Watching on TV acres and acres of mass graves dug anew makes us shudder. The apocalyptic scene gives an illusion that it is not the death of each individuals but that of human kind. It is an endless and fathomless fear hidden deeply in our psyche for big events on a par with the likes of the end of the world or the death of our planet. Social distancing is one of the desperate but surprisingly effective tools we humans have been just able to come up with in the face of this formidable enemy. It is all about our wish to live. Mass grave is a cruel symbol of the reality denying that wish in one fell swoop.

summer staycation

exploring my hometown

like a tourist

Michael Dudley

Many new words and phrases have popped out from the siege of COVID-19 and have become part of the ‘new norm’ to the chagrin of the linguistic fundamentalists.

‘Staycation’ is an especially ugly word but in fact does its job well in the sense that we

know immediately what it means. It has got a sense of irony because ‘vacation’ is to

vacate schools, work places and home for regular closure and therefore you literally

have to leave them physically and not to stay there. As the haiku says eloquently we are doing the magic of staying and vacating at the same time. This ridiculous contradiction shows up what sort of serious confusion the pandemic has pushed us into. ‘Hometown’ implies that you know everything you ought to know about it. However, more often than not there are many things we don’t really know about our own place, region or country, and most tellingly about ourselves.

distance

I step a meter away

from the mirror

Radka Mindova

One of the seriousness-cum-absurdity aspects of COVIS-19 is how to set the social distancing rules: 2 metres apart, 6 feet (i.e. 1.8288 metres), 1 metre or 1 metre plus etc. There is no exact scientific co-relation. The effect changes if you are facing each other, sitting side by side or looking at the opposite directions. It is based on the estimated distance one’s droplets reach, which can be as long as 10 metres according to some study. It has disregarded tiny and light aerosols which travels a long way or float around in the

air for a very, very long time. The haiku is a tease and mockery about this stupidity, or a depiction of how jumpy we have become. However, social distancing, though not exact science, does work and has worked fantastically. To be masked or not to be masked, that

is the question, and is another absurdity which we can ignore at our peril. The one absurdity which has never been talked about, even by top scientists and medical experts,

is ugai (gargling and cleansing with salted or medicated water to wash mouth and throat clear of germs, bacteria and viruses) which is most possibly as important as regular hand washing, and which may well have contributed to the relatively low level of COVID-19 infection and death in Japan. Haiku poets of the world, do the ugai.

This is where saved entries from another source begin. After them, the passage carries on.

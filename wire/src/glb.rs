//! Binary glTF (GLB) container header validation.
//!
//! Only the fixed 12-byte header and the first chunk header are inspected.
//! That is enough to reject truncated exports and non-GLB files before a
//! viewer is told to reload.

/// `glTF` in little-endian byte order.
pub const GLB_MAGIC: u32 = 0x4654_6C67;

/// The only container version in use.
pub const GLB_VERSION: u32 = 2;

/// `JSON` chunk type in little-endian byte order.
pub const CHUNK_JSON: u32 = 0x4E4F_534A;

/// Size of the file header plus the first chunk header.
pub const MIN_GLB_LEN: usize = 20;

/// Error returned by [`GlbHeader::parse`].
#[derive(Debug, Clone, PartialEq, Eq, thiserror::Error)]
pub enum GlbError {
    /// Fewer bytes than a header plus one chunk header.
    #[error("file too short for a GLB header: {0} bytes")]
    TooShort(usize),
    /// The first four bytes are not `glTF`.
    #[error("bad GLB magic: {0:#010x}")]
    BadMagic(u32),
    /// A container version other than 2.
    #[error("unsupported GLB version: {0}")]
    UnsupportedVersion(u32),
    /// The header's declared total length disagrees with the data.
    #[error("GLB declares {declared} bytes but {actual} are present")]
    LengthMismatch { declared: u32, actual: usize },
    /// The first chunk is not the JSON chunk.
    #[error("first GLB chunk is not JSON (type {0:#010x})")]
    MissingJsonChunk(u32),
}

/// Parsed GLB header fields.
#[derive(Debug, Clone, Copy, PartialEq, Eq)]
pub struct GlbHeader {
    pub version: u32,
    /// Total file length in bytes, as declared.
    pub length: u32,
    /// Length of the JSON chunk payload.
    pub json_length: u32,
}

impl GlbHeader {
    /// Validate the header of a complete GLB file.
    ///
    /// # Errors
    ///
    /// Returns a [`GlbError`] describing the first check that failed.
    pub fn parse(bytes: &[u8]) -> Result<Self, GlbError> {
        if bytes.len() < MIN_GLB_LEN {
            return Err(GlbError::TooShort(bytes.len()));
        }
        let magic = read_u32(bytes, 0);
        if magic != GLB_MAGIC {
            return Err(GlbError::BadMagic(magic));
        }
        let version = read_u32(bytes, 4);
        if version != GLB_VERSION {
            return Err(GlbError::UnsupportedVersion(version));
        }
        let length = read_u32(bytes, 8);
        if usize::try_from(length).map_or(true, |declared| declared != bytes.len()) {
            return Err(GlbError::LengthMismatch { declared: length, actual: bytes.len() });
        }
        let json_length = read_u32(bytes, 12);
        let chunk_type = read_u32(bytes, 16);
        if chunk_type != CHUNK_JSON {
            return Err(GlbError::MissingJsonChunk(chunk_type));
        }
        Ok(Self { version, length, json_length })
    }
}

/// Read a little-endian `u32`. Callers guarantee `offset + 4 <= bytes.len()`.
fn read_u32(bytes: &[u8], offset: usize) -> u32 {
    let mut word = [0_u8; 4];
    word.copy_from_slice(&bytes[offset..offset + 4]);
    u32::from_le_bytes(word)
}

#[cfg(test)]
#[path = "glb_test.rs"]
mod tests;
//! `GET /scene.glb` and `POST /api/sync`.

#[cfg(test)]
#[path = "scene_test.rs"]
mod scene_test;

use axum::Json;
use axum::extract::State;
use axum::http::{StatusCode, header};
use axum::response::{IntoResponse, Response};
use serde::Serialize;
use tracing::warn;

use crate::services::sync;
use crate::state::AppState;

/// Body of a successful `POST /api/sync`.
#[derive(Debug, Serialize)]
pub struct SyncReply {
    pub clients: usize,
}

/// Serve the current scene file. The file is re-read on every request.
pub async fn get_scene(State(state): State<AppState>) -> Response {
    let path = state.scene_path.as_path();
    match tokio::fs::read(path).await {
        Ok(bytes) => (
            [
                (header::CONTENT_TYPE, wire::SCENE_CONTENT_TYPE),
                (header::CACHE_CONTROL, "no-store"),
            ],
            bytes,
        )
            .into_response(),
        Err(err) if err.kind() == std::io::ErrorKind::NotFound => {
            (StatusCode::NOT_FOUND, format!("scene not exported yet: {}", path.display())).into_response()
        }
        Err(err) => {
            warn!(error = %err, path = %path.display(), "scene: read failed");
            (StatusCode::INTERNAL_SERVER_ERROR, format!("scene unreadable: {err}")).into_response()
        }
    }
}

pub async fn post_sync(State(state): State<AppState>) -> Response {
    match sync::run_sync(&state).await {
        Ok(clients) => Json(SyncReply { clients }).into_response(),
        Err(err) => (StatusCode::INTERNAL_SERVER_ERROR, err.to_string()).into_response(),
    }
}
//! Scene hot-swap with viewpoint preservation.
//!
//! DESIGN
//! ======
//! `SceneHost` owns exactly one active scene and one [`PoseSnapshot`]. A load
//! runs in this order, with no await between steps 2 and 6:
//!
//! 1. Import the new scene (the only suspension point).
//! 2. Drop the result if a newer load is still pending or already active.
//! 3. Stage it and transfer the camera pose.
//! 4. Activate it.
//! 5. Dispose the previous scene.
//! 6. Publish [`SceneReady`].
//!
//! A failed import returns before step 2 and leaves the active scene alone.
//! It also stops counting as "newer": when the newest request fails, the
//! most recent older load that succeeds is still swapped in.
//!
//! All state sits in `Cell`/`RefCell` so a shared `Rc<SceneHost>` can serve
//! overlapping loads on a single-threaded executor.

#[cfg(test)]
#[path = "host_test.rs"]
mod host_test;

use std::cell::{Cell, RefCell};
use std::collections::BTreeSet;

use crate::camera::{CameraPose, PoseSnapshot};
use crate::engine::{LoadError, SceneEngine, SceneSettings};
use crate::events::Subscribers;

/// Notification published after a scene swap completes.
#[derive(Debug, Clone, PartialEq)]
pub struct SceneReady {
    /// Generation of the scene that is now active.
    pub generation: u64,
    pub url: String,
    /// Pose applied to the new scene's camera.
    pub pose: CameraPose,
}

/// What a finished [`SceneHost::load_scene`] call did.
#[derive(Debug, Clone, Copy, PartialEq, Eq)]
pub enum SwapOutcome {
    /// The loaded scene is now active.
    Activated { generation: u64 },
    /// A newer load was requested first; the loaded scene was discarded.
    Superseded { generation: u64 },
}

pub struct SceneHost<E: SceneEngine> {
    engine: E,
    settings: SceneSettings,
    snapshot: PoseSnapshot,
    active: RefCell<Option<E::Scene>>,
    /// Generation of the active scene. The startup scene is generation 0.
    active_generation: Cell<u64>,
    /// Latest generation handed out to a load request.
    requested: Cell<u64>,
    /// Generations whose import has not resolved yet.
    pending: RefCell<BTreeSet<u64>>,
    swaps: Cell<u64>,
    ready: Subscribers<SceneReady>,
}

impl<E: SceneEngine> SceneHost<E> {
    /// Bring up the render surface with a default scene and camera, then start
    /// the render loop and resize tracking.
    pub fn initialize(engine: E, settings: SceneSettings) -> Self {
        let snapshot = PoseSnapshot::new();
        let scene = engine.create_scene();
        engine.stage(&scene, &settings);
        engine.install_camera(&scene, settings.initial_pose, snapshot.recorder(0));
        engine.activate(&scene);
        engine.start_render_loop();
        engine.watch_resize();
        log::info!("scene host ready");

        Self {
            engine,
            settings,
            snapshot,
            active: RefCell::new(Some(scene)),
            active_generation: Cell::new(0),
            requested: Cell::new(0),
            pending: RefCell::new(BTreeSet::new()),
            swaps: Cell::new(0),
            ready: Subscribers::new(),
        }
    }

    /// Load the scene at `url` and swap it in, keeping the current viewpoint.
    ///
    /// # Errors
    ///
    /// Returns [`LoadError`] when the import fails. The active scene is left
    /// untouched in that case.
    pub async fn load_scene(&self, url: &str) -> Result<SwapOutcome, LoadError> {
        let generation = self.requested.get() + 1;
        self.requested.set(generation);
        log::debug!("scene load {generation} requested: {url}");

        self.pending.borrow_mut().insert(generation);
        let imported = self.engine.import_scene(url).await;
        self.pending.borrow_mut().remove(&generation);
        let scene = imported?;

        if let Some(newer) = self.newer_than(generation) {
            log::info!("scene load {generation} superseded by {newer}; discarding");
            self.engine.dispose(scene);
            return Ok(SwapOutcome::Superseded { generation });
        }

        self.engine.stage(&scene, &self.settings);
        let pose = self.resolve_pose(&scene);
        self.snapshot.set_owner(generation);
        self.engine
            .install_camera(&scene, pose, self.snapshot.recorder(generation));
        self.engine.activate(&scene);

        let previous = self.active.replace(Some(scene));
        self.active_generation.set(generation);
        if let Some(previous) = previous {
            self.engine.dispose(previous);
        }
        self.swaps.set(self.swaps.get() + 1);
        log::info!("scene {generation} active: {url}");

        self.ready
            .publish(&SceneReady { generation, url: url.to_owned(), pose });
        Ok(SwapOutcome::Activated { generation })
    }

    /// A newer generation that is either active or still importing.
    fn newer_than(&self, generation: u64) -> Option<u64> {
        let active = self.active_generation.get();
        if active > generation {
            return Some(active);
        }
        self.pending.borrow().range(generation + 1..).next_back().copied()
    }

    /// Pick the pose for the camera of a freshly imported scene.
    ///
    /// An existing snapshot wins. Otherwise the snapshot is seeded from the
    /// camera shipped in the file, then the outgoing scene's camera, then the
    /// zeroed default.
    ///
    /// In the browser the startup camera records on its first rendered frame,
    /// so a snapshot nearly always exists before the first load. The embedded
    /// camera only seeds it when a load lands before any frame was drawn.
    fn resolve_pose(&self, incoming: &E::Scene) -> CameraPose {
        if let Some(pose) = self.snapshot.get() {
            return pose;
        }
        let seeded = self
            .engine
            .camera_pose(incoming)
            .or_else(|| {
                self.active
                    .borrow()
                    .as_ref()
                    .and_then(|current| self.engine.camera_pose(current))
            })
            .unwrap_or_default();
        self.snapshot.record(seeded);
        seeded
    }

    /// Register a listener for completed swaps. Listeners run in registration
    /// order after the previous scene has been disposed.
    pub fn on_scene_ready(&self, listener: impl Fn(&SceneReady) + 'static) {
        self.ready.subscribe(listener);
    }

    /// Run `f` against the active scene.
    pub fn with_active_scene<R>(&self, f: impl FnOnce(&E::Scene) -> R) -> Option<R> {
        self.active.borrow().as_ref().map(f)
    }

    /// Last recorded viewpoint of the active camera.
    #[must_use]
    pub fn snapshot(&self) -> Option<CameraPose> {
        self.snapshot.get()
    }

    /// Latest generation handed to a load request.
    #[must_use]
    pub fn generation(&self) -> u64 {
        self.requested.get()
    }

    /// Generation of the scene currently on screen.
    #[must_use]
    pub fn active_generation(&self) -> u64 {
        self.active_generation.get()
    }

    /// Number of completed swaps.
    #[must_use]
    pub fn swap_count(&self) -> u64 {
        self.swaps.get()
    }

    /// True while at least one import is still pending.
    #[must_use]
    pub fn is_loading(&self) -> bool {
        !self.pending.borrow().is_empty()
    }

    #[must_use]
    pub fn engine(&self) -> &E {
        &self.engine
    }

    #[must_use]
    pub fn settings(&self) -> &SceneSettings {
        &self.settings
    }
}
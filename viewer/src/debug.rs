//! Diagnostics for the running viewer.
//!
//! [`DebugBindings`] is built once at startup from the Comms and SceneHost
//! handles and handed to whatever needs to inspect them (the status bar,
//! tests). [`DebugReport`] is a plain serializable snapshot.

#[cfg(test)]
#[path = "debug_test.rs"]
mod debug_test;

use std::rc::Rc;

use scene::camera::CameraPose;
use scene::engine::SceneEngine;
use scene::host::SceneHost;
use serde::Serialize;

use crate::net::comms::{Comms, ConnectionState, Transport};

/// Point-in-time view of the socket channel and the scene host.
#[derive(Clone, Debug, PartialEq, Serialize)]
pub struct DebugReport {
    pub connection: ConnectionState,
    pub pending_messages: usize,
    pub listeners: usize,
    pub scene_generation: u64,
    pub requested_generation: u64,
    pub swaps: u64,
    pub loading: bool,
    pub camera: Option<CameraPose>,
}

impl DebugReport {
    /// Compact one-line rendering for the status bar.
    #[must_use]
    pub fn summary(&self) -> String {
        let mut line = format!(
            "{} | queued {} | scene {}/{} | swaps {}",
            self.connection, self.pending_messages, self.scene_generation, self.requested_generation, self.swaps
        );
        if let Some(pose) = self.camera {
            line.push_str(&format!(" | α {:.2} β {:.2} r {:.2}", pose.alpha, pose.beta, pose.radius));
        }
        line
    }
}

pub struct DebugBindings<T: Transport, E: SceneEngine> {
    comms: Rc<Comms<T>>,
    host: Rc<SceneHost<E>>,
}

impl<T: Transport, E: SceneEngine> DebugBindings<T, E> {
    pub fn new(comms: Rc<Comms<T>>, host: Rc<SceneHost<E>>) -> Self {
        Self { comms, host }
    }

    #[must_use]
    pub fn comms(&self) -> &Rc<Comms<T>> {
        &self.comms
    }

    #[must_use]
    pub fn host(&self) -> &Rc<SceneHost<E>> {
        &self.host
    }

    #[must_use]
    pub fn report(&self) -> DebugReport {
        DebugReport {
            connection: self.comms.state(),
            pending_messages: self.comms.pending(),
            listeners: self.comms.listener_count(),
            scene_generation: self.host.active_generation(),
            requested_generation: self.host.generation(),
            swaps: self.host.swap_count(),
            loading: self.host.is_loading(),
            camera: self.host.snapshot(),
        }
    }

    /// The current report as pretty JSON, for logging.
    ///
    /// # Errors
    ///
    /// Returns the serializer error if the report cannot be encoded.
    pub fn report_json(&self) -> Result<String, serde_json::Error> {
        serde_json::to_string_pretty(&self.report())
    }
}

impl<T: Transport, E: SceneEngine> Clone for DebugBindings<T, E> {
    fn clone(&self) -> Self {
        Self { comms: Rc::clone(&self.comms), host: Rc::clone(&self.host) }
    }
}
//! The seam between [`crate::host::SceneHost`] and a concrete 3D engine.
//!
//! The host decides *when* things happen: staging, camera transfer, activation,
//! disposal. The engine decides *how*. Implementations are single-threaded and
//! may be driven from browser callbacks, so nothing here is `Send`.

#[cfg(test)]
#[path = "engine_test.rs"]
mod engine_test;

use std::rc::Rc;

use crate::camera::{CameraPose, Vec3};
use crate::consts::{CLEAR_COLOR, FILL_LIGHT_DIRECTION, FILL_LIGHT_INTENSITY};

/// Callback invoked with the camera pose on every view change.
pub type PoseListener = Rc<dyn Fn(CameraPose)>;

/// Why a scene could not be loaded.
#[derive(Debug, Clone, PartialEq, Eq, thiserror::Error)]
pub enum LoadError {
    /// The resource could not be retrieved.
    #[error("failed to fetch scene from {url}: {reason}")]
    Fetch { url: String, reason: String },
    /// The resource was retrieved but is not a usable scene.
    #[error("failed to parse scene from {url}: {reason}")]
    Parse { url: String, reason: String },
}

impl LoadError {
    /// URL of the resource that failed.
    #[must_use]
    pub fn url(&self) -> &str {
        match self {
            Self::Fetch { url, .. } | Self::Parse { url, .. } => url,
        }
    }

    /// Classify a loader failure message.
    ///
    /// Engines usually report a single rejection for both network and format
    /// problems; network failures are recognizable by their wording.
    #[must_use]
    pub fn classify(url: &str, reason: &str) -> Self {
        let lowered = reason.to_ascii_lowercase();
        let is_fetch = ["unable to load", "failed to fetch", "networkerror", "404", "status"]
            .iter()
            .any(|needle| lowered.contains(needle));
        if is_fetch {
            Self::Fetch { url: url.to_owned(), reason: reason.to_owned() }
        } else {
            Self::Parse { url: url.to_owned(), reason: reason.to_owned() }
        }
    }
}

/// RGBA color with components in `0.0..=1.0`.
#[derive(Debug, Clone, Copy, PartialEq)]
pub struct Color4 {
    pub r: f64,
    pub g: f64,
    pub b: f64,
    pub a: f64,
}

impl Color4 {
    #[must_use]
    pub fn new(r: f64, g: f64, b: f64, a: f64) -> Self {
        Self { r, g, b, a }
    }
}

/// How every scene is staged before it becomes active.
#[derive(Debug, Clone, Copy, PartialEq)]
pub struct SceneSettings {
    pub clear_color: Color4,
    pub fill_light_intensity: f64,
    pub fill_light_direction: Vec3,
    /// Pose of the camera installed by [`crate::host::SceneHost::initialize`].
    pub initial_pose: CameraPose,
}

impl Default for SceneSettings {
    fn default() -> Self {
        let [r, g, b, a] = CLEAR_COLOR;
        let [x, y, z] = FILL_LIGHT_DIRECTION;
        Self {
            clear_color: Color4::new(r, g, b, a),
            fill_light_intensity: FILL_LIGHT_INTENSITY,
            fill_light_direction: Vec3::new(x, y, z),
            initial_pose: CameraPose::INITIAL,
        }
    }
}

/// Operations the scene host needs from a 3D engine.
#[allow(async_fn_in_trait)]
pub trait SceneEngine {
    /// An engine-owned scene graph.
    type Scene;

    /// Build an empty scene.
    fn create_scene(&self) -> Self::Scene;

    /// Fetch, parse, and construct a scene from a binary glTF resource.
    ///
    /// # Errors
    ///
    /// Returns [`LoadError`] when the resource cannot be retrieved or parsed.
    async fn import_scene(&self, url: &str) -> Result<Self::Scene, LoadError>;

    /// Apply background color and fill light.
    fn stage(&self, scene: &Self::Scene, settings: &SceneSettings);

    /// Pose of the scene's current camera, if it has one.
    fn camera_pose(&self, scene: &Self::Scene) -> Option<CameraPose>;

    /// Install the orbit camera at `pose`, make it the scene's active camera,
    /// attach user input to the surface, and call `on_view_change` on every
    /// view change.
    fn install_camera(&self, scene: &Self::Scene, pose: CameraPose, on_view_change: PoseListener);

    /// Make `scene` the one drawn by the render loop.
    fn activate(&self, scene: &Self::Scene);

    /// Release everything the scene owns.
    fn dispose(&self, scene: Self::Scene);

    /// Start the per-frame render cycle. It runs for the life of the page.
    fn start_render_loop(&self);

    /// Keep the render target matched to the surface size.
    fn watch_resize(&self);
}
use std::cell::RefCell;
use std::rc::Rc;

use futures::executor::block_on;
use scene::camera::Vec3;
use scene::engine::{LoadError, PoseListener, SceneSettings};

use super::*;
use crate::net::comms::TransportError;

struct Sink;

impl Transport for Sink {
    fn transmit(&self, _message: &str) -> Result<(), TransportError> {
        Ok(())
    }
}

/// Engine whose scenes are just their camera listener slot.
#[derive(Default)]
struct StubEngine {
    last_listener: RefCell<Option<PoseListener>>,
}

impl SceneEngine for StubEngine {
    type Scene = ();

    fn create_scene(&self) -> Self::Scene {}

    async fn import_scene(&self, url: &str) -> Result<(), LoadError> {
        if url.ends_with(".glb") {
            Ok(())
        } else {
            Err(LoadError::Parse { url: url.to_owned(), reason: "not a glb".to_owned() })
        }
    }

    fn stage(&self, _scene: &(), _settings: &SceneSettings) {}

    fn camera_pose(&self, _scene: &()) -> Option<CameraPose> {
        None
    }

    fn install_camera(&self, _scene: &(), _pose: CameraPose, on_view_change: PoseListener) {
        *self.last_listener.borrow_mut() = Some(on_view_change);
    }

    fn activate(&self, _scene: &()) {}

    fn dispose(&self, _scene: ()) {}

    fn start_render_loop(&self) {}

    fn watch_resize(&self) {}
}

fn bindings() -> DebugBindings<Sink, StubEngine> {
    let comms = Rc::new(Comms::new(Sink));
    let host = Rc::new(SceneHost::initialize(StubEngine::default(), SceneSettings::default()));
    DebugBindings::new(comms, host)
}

#[test]
fn report_at_startup() {
    let report = bindings().report();
    assert_eq!(
        report,
        DebugReport {
            connection: ConnectionState::Connecting,
            pending_messages: 0,
            listeners: 0,
            scene_generation: 0,
            requested_generation: 0,
            swaps: 0,
            loading: false,
            camera: None,
        }
    );
}

#[test]
fn report_tracks_comms_and_host() {
    let debug = bindings();
    debug.comms().send("sync glb").expect("queued");
    debug.comms().add_listener(|_| {});
    block_on(debug.host().load_scene("scene.glb")).expect("load ok");
    block_on(debug.host().load_scene("broken")).expect_err("parse failure");

    let report = debug.report();
    assert_eq!(report.pending_messages, 1);
    assert_eq!(report.listeners, 1);
    assert_eq!(report.scene_generation, 1);
    assert_eq!(report.requested_generation, 2);
    assert_eq!(report.swaps, 1);
    assert_eq!(report.camera, Some(CameraPose::default()));
}

#[test]
fn report_sees_live_camera_moves() {
    let debug = bindings();
    let moved = CameraPose { alpha: 1.0, beta: 0.5, target: Vec3::new(0.0, 1.0, 0.0), radius: 4.0 };
    let listener = debug.host().engine().last_listener.borrow().clone().expect("camera installed");
    listener(moved);
    assert_eq!(debug.report().camera, Some(moved));
}

#[test]
fn report_serializes_connection_as_lowercase() {
    let json = bindings().report_json().expect("serialize");
    let value: serde_json::Value = serde_json::from_str(&json).expect("valid json");
    assert_eq!(value["connection"], "connecting");
    assert_eq!(value["camera"], serde_json::Value::Null);
}

#[test]
fn summary_includes_camera_when_known() {
    let mut report = bindings().report();
    assert_eq!(report.summary(), "connecting | queued 0 | scene 0/0 | swaps 0");

    report.camera = Some(CameraPose::INITIAL);
    assert_eq!(report.summary(), "connecting | queued 0 | scene 0/0 | swaps 0 | α 1.57 β 0.79 r 10.00");
}
//! Sync trigger to scene reload.

#[cfg(test)]
#[path = "reload_test.rs"]
mod reload_test;

use std::rc::Rc;

use scene::engine::SceneEngine;
use scene::host::SceneHost;
use wire::Signal;

use crate::net::comms::{Comms, Transport};

/// Call `start_load` with `scene_url` each time `comms` receives the sync
/// trigger. Echoes and other text are ignored. `start_load` decides how the
/// load runs; the browser spawns it on the local executor.
pub fn reload_on_sync<T, E>(
    comms: &Comms<T>,
    host: &Rc<SceneHost<E>>,
    scene_url: impl Into<String>,
    start_load: impl Fn(Rc<SceneHost<E>>, String) + 'static,
) where
    T: Transport,
    E: SceneEngine + 'static,
{
    let host = Rc::clone(host);
    let scene_url = scene_url.into();
    comms.add_listener(move |raw| {
        if Signal::parse(raw).is_sync() {
            log::info!("sync trigger received; reloading {scene_url}");
            start_load(Rc::clone(&host), scene_url.clone());
        }
    });
}
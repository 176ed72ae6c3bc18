use serde::{Deserialize, Serialize};
use std::collections::BTreeMap;

/// A single value stored in a [`Record`].
#[derive(Debug, Clone, PartialEq, Eq, Serialize, Deserialize)]
pub enum Tag {
    Int(i32),
    Long(i64),
    Str(String),
    Compound(Record),
}

impl Tag {
    /// Numeric value of an `Int` or `Long` tag, widened to `i64`.
    pub fn as_long(&self) -> Option<i64> {
        match self {
            Tag::Int(v) => Some(i64::from(*v)),
            Tag::Long(v) => Some(*v),
            _ => None,
        }
    }
}

/// Compound persisted record: string keys mapped to tagged values.
///
/// Keys iterate in sorted order (BTreeMap), so encoded records are canonical
/// and hash identically across runs. Readers are lenient: asking for a
/// missing or mistyped numeric field yields `0` rather than an error, which
/// lets old records load into newer owners.
#[derive(Debug, Clone, Default, PartialEq, Eq, Serialize, Deserialize)]
#[serde(transparent)]
pub struct Record {
    tags: BTreeMap<String, Tag>,
}

impl Record {
    pub fn new() -> Self {
        Self::default()
    }

    pub fn len(&self) -> usize {
        self.tags.len()
    }

    pub fn is_empty(&self) -> bool {
        self.tags.is_empty()
    }

    pub fn contains_key(&self, key: &str) -> bool {
        self.tags.contains_key(key)
    }

    pub fn get(&self, key: &str) -> Option<&Tag> {
        self.tags.get(key)
    }

    /// Insert a tag, returning the previous value under `key`.
    pub fn insert(&mut self, key: impl Into<String>, tag: Tag) -> Option<Tag> {
        self.tags.insert(key.into(), tag)
    }

    pub fn remove(&mut self, key: &str) -> Option<Tag> {
        self.tags.remove(key)
    }

    pub fn set_int(&mut self, key: impl Into<String>, value: i32) {
        self.insert(key, Tag::Int(value));
    }

    pub fn set_long(&mut self, key: impl Into<String>, value: i64) {
        self.insert(key, Tag::Long(value));
    }

    pub fn set_str(&mut self, key: impl Into<String>, value: impl Into<String>) {
        self.insert(key, Tag::Str(value.into()));
    }

    pub fn set_compound(&mut self, key: impl Into<String>, value: Record) {
        self.insert(key, Tag::Compound(value));
    }

    /// Numeric field as `i64`; `0` when absent or not numeric.
    pub fn get_long(&self, key: &str) -> i64 {
        self.tags.get(key).and_then(Tag::as_long).unwrap_or(0)
    }

    /// Numeric field saturated into `i32`; `0` when absent or not numeric.
    pub fn get_int(&self, key: &str) -> i32 {
        crate::narrow::saturate(self.get_long(key))
    }

    pub fn get_str(&self, key: &str) -> Option<&str> {
        match self.tags.get(key) {
            Some(Tag::Str(s)) => Some(s),
            _ => None,
        }
    }

    pub fn get_compound(&self, key: &str) -> Option<&Record> {
        match self.tags.get(key) {
            Some(Tag::Compound(r)) => Some(r),
            _ => None,
        }
    }

    /// Iterate tags in key order.
    pub fn iter(&self) -> impl Iterator<Item = (&str, &Tag)> {
        self.tags.iter().map(|(k, v)| (k.as_str(), v))
    }
}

staring out the window . . .

the last days of Shiki

come to mind

Don Baird

During the last part of his relatively short life (34 years and 5 days), Masaoka Shiki was bed-ridden and confined in a room. However, he was eager to see the garden and composed many haiku about the plants and flowers he observed and painted

watercolours as well. We are all influenced by Shiki because he, as the father of modern haiku, is always teaching us, albeit indirectly. When we ourselves get isolated, we seem to appreciate his predicament more personally.

2 metre rule

I step aside

for someone's shadow

David Jacobs

Another haiku about social distancing. This time the author is so uptight about the rule that he kept the distance even from the shadow of someone. A humorous haiku but deadly serious. It is the government’s regulation but in truth the fear of contagion and of death

is making people obey. The ‘shadow’ conjures up the image of the shadow of death. So, in a way the author is trying to step away from the possibility of being killed by the virus. We are all frightened by shadows in one form or another.